## TASK DIRECTIONS
Each record below must be retyped exactly, with nothing left out.

## DATA

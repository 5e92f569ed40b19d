//! Translator response decoder.

use serde::{Deserialize, Serialize};
use serde_json::Value;

use crate::error::PayloadError;

/// Translation tag expected when none is configured.
pub const DEFAULT_TRANSLATION: &str = "shakespeare";

/// Text returned by the translator.
#[derive(Debug, Clone, PartialEq, Eq, Serialize, Deserialize)]
pub struct TranslatedText {
    /// Translated text, verbatim.
    pub translated: String,
}

impl TranslatedText {
    /// Wrap an already translated string.
    #[must_use]
    pub fn new(translated: impl Into<String>) -> Self {
        Self {
            translated: translated.into(),
        }
    }

    /// Decode a translator payload expecting the `shakespeare` tag.
    ///
    /// # Errors
    ///
    /// See [`decode_translation`].
    pub fn decode(raw: &Value) -> Result<Self, PayloadError> {
        decode_translation(raw, DEFAULT_TRANSLATION)
    }
}

/// Decode a translator payload.
///
/// `contents.translation`, when present, must equal `tag`.
///
/// # Errors
///
/// Returns a [`PayloadError`] when `contents` is absent, the tag differs, or
/// `contents.translated` is missing.
pub fn decode_translation(raw: &Value, tag: &str) -> Result<TranslatedText, PayloadError> {
    let contents = raw
        .get("contents")
        .and_then(Value::as_object)
        .ok_or(PayloadError::MissingContents)?;

    if let Some(actual) = contents.get("translation")
        && actual.as_str() != Some(tag)
    {
        return Err(PayloadError::UnexpectedTranslation {
            expected: tag.to_string(),
            actual: actual
                .as_str()
                .map_or_else(|| actual.to_string(), str::to_string),
        });
    }

    let translated = contents
        .get("translated")
        .and_then(Value::as_str)
        .ok_or(PayloadError::MissingField {
            field: "contents.translated",
        })?;
    Ok(TranslatedText::new(translated))
}
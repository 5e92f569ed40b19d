//! Axum routes, middleware, and response mapping.

pub mod constants;
pub(crate) mod errors;
pub(crate) mod handlers;
pub(crate) mod health;
pub mod router;
pub(crate) mod telemetry;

## SOLUTION TO THE PROBLEM
repository 5e92f569ed40b19d
//! Translator response decoder.

use serde::{Deserialize, Serialize};
use serde_json::Value;

use crate::error::PayloadError;

/// Translation tag expected when none is configured.
pub const DEFAULT_TRANSLATION: &str = "shakespeare";

/// Text returned by the translator.
#[derive(Debug, Clone, PartialEq, Eq, Serialize, Deserialize)]
pub struct TranslatedText {
    /// Translated text, verbatim.
    pub translated: String,
}

impl TranslatedText {
    /// Wrap an already translated string.
    #[must_use]
    pub fn new(translated: impl Into<String>) -> Self {
        Self {
            translated: translated.into(),
        }
    }

    /// Decode a translator payload expecting the `shakespeare` tag.
    ///
    /// # Errors
    ///
    /// See [`decode_translation`].
    pub fn decode(raw: &Value) -> Result<Self, PayloadError> {
        decode_translation(raw, DEFAULT_TRANSLATION)
    }
}

/// Decode a translator payload.
///
/// `contents.translation`, when present, must equal `tag`.
///
/// # Errors
///
/// Returns a [`PayloadError`] when `contents` is absent, the tag differs, or
/// `contents.translated` is missing.
pub fn decode_translation(raw: &Value, tag: &str) -> Result<TranslatedText, PayloadError> {
    let contents = raw
        .get("contents")
        .and_then(Value::as_object)
        .ok_or(PayloadError::MissingContents)?;

    if let Some(actual) = contents.get("translation")
        && actual.as_str() != Some(tag)
    {
        return Err(PayloadError::UnexpectedTranslation {
            expected: tag.to_string(),
            actual: actual
                .as_str()
                .map_or_else(|| actual.to_string(), str::to_string),
        });
    }

    let translated = contents
        .get("translated")
        .and_then(Value::as_str)
        .ok_or(PayloadError::MissingField {
            field: "contents.translated",
        })?;
    Ok(TranslatedText::new(translated))
}
repository 5e92f569ed40b19d
//! Axum routes, middleware, and response mapping.

pub mod constants;
pub(crate) mod errors;
pub(crate) mod handlers;
pub(crate) mod health;
pub mod router;
pub(crate) mod telemetry;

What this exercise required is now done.